## [Your task]
Nothing besides a number belongs in the answer, which is how many lines of the listing contain the string "deviation".

## [Data supplied]
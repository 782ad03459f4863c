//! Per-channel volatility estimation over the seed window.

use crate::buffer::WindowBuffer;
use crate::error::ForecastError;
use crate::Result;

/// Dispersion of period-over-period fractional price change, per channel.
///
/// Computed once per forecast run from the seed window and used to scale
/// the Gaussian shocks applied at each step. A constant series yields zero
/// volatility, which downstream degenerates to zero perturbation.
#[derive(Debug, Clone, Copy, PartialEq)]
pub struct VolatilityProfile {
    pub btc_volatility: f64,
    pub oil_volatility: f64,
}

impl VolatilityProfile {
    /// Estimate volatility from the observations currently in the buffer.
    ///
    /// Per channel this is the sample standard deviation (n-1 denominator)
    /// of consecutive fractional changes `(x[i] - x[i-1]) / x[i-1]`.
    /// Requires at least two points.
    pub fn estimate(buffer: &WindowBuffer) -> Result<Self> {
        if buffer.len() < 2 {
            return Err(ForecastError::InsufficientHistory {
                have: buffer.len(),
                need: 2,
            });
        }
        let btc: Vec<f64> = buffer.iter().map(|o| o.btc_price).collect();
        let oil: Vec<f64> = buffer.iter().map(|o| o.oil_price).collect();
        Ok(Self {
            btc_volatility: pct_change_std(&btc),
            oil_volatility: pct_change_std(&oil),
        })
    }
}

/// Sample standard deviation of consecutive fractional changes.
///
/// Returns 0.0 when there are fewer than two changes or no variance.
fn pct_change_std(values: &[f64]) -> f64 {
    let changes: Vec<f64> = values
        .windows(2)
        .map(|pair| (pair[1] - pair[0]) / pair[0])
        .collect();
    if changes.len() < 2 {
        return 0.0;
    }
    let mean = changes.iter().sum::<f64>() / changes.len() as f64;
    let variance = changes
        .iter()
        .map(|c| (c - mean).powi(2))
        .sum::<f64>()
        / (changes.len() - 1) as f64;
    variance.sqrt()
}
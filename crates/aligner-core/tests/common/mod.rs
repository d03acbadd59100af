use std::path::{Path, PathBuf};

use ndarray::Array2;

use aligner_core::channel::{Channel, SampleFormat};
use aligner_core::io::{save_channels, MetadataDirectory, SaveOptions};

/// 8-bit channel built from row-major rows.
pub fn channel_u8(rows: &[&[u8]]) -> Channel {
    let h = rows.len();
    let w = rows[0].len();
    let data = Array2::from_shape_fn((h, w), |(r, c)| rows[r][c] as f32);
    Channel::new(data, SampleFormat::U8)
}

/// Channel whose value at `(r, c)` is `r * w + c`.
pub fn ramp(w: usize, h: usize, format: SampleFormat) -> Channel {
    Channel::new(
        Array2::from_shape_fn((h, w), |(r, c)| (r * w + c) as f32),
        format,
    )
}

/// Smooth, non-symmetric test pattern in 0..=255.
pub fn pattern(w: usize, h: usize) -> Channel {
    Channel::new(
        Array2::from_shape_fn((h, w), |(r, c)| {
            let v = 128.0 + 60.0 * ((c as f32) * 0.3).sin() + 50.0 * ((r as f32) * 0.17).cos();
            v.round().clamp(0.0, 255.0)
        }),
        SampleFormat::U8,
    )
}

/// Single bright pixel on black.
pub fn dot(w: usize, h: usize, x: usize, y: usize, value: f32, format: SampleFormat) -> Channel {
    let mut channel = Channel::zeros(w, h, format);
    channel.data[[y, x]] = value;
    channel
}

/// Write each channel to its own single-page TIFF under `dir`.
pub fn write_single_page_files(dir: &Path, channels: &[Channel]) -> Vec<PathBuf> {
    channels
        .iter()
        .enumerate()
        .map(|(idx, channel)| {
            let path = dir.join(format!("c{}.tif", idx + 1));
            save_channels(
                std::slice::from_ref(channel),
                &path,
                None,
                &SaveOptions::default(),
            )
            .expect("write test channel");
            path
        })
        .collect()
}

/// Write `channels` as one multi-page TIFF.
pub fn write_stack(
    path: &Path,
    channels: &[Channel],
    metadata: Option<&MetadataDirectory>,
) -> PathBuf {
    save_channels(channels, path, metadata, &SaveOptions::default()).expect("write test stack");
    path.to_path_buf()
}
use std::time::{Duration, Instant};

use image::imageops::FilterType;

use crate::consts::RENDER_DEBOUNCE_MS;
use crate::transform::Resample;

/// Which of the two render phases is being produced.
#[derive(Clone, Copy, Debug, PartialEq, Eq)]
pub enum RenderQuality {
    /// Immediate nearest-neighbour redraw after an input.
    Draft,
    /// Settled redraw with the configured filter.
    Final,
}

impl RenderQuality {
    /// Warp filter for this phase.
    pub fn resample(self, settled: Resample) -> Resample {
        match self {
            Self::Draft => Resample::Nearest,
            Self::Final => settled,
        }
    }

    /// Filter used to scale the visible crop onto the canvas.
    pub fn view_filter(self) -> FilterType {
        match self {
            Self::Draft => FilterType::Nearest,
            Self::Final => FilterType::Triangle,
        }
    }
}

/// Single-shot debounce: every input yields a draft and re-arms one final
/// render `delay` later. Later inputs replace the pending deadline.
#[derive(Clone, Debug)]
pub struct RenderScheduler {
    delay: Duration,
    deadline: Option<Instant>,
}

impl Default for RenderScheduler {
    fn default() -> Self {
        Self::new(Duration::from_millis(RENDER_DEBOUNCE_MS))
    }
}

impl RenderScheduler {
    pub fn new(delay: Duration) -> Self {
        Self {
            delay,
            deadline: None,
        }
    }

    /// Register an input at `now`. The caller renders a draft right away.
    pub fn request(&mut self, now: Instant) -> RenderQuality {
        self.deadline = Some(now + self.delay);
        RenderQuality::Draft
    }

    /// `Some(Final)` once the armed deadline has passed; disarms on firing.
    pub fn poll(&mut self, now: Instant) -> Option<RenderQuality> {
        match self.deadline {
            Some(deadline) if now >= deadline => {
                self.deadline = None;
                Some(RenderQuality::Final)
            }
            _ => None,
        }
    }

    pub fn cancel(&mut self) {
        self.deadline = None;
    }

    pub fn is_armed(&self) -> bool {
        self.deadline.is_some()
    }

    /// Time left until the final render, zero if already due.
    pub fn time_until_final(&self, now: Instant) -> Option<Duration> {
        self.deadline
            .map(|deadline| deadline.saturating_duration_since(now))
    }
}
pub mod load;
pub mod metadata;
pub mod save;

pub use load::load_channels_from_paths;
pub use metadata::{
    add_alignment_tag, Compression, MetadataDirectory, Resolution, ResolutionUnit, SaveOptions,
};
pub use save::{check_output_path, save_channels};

## [Task output]
2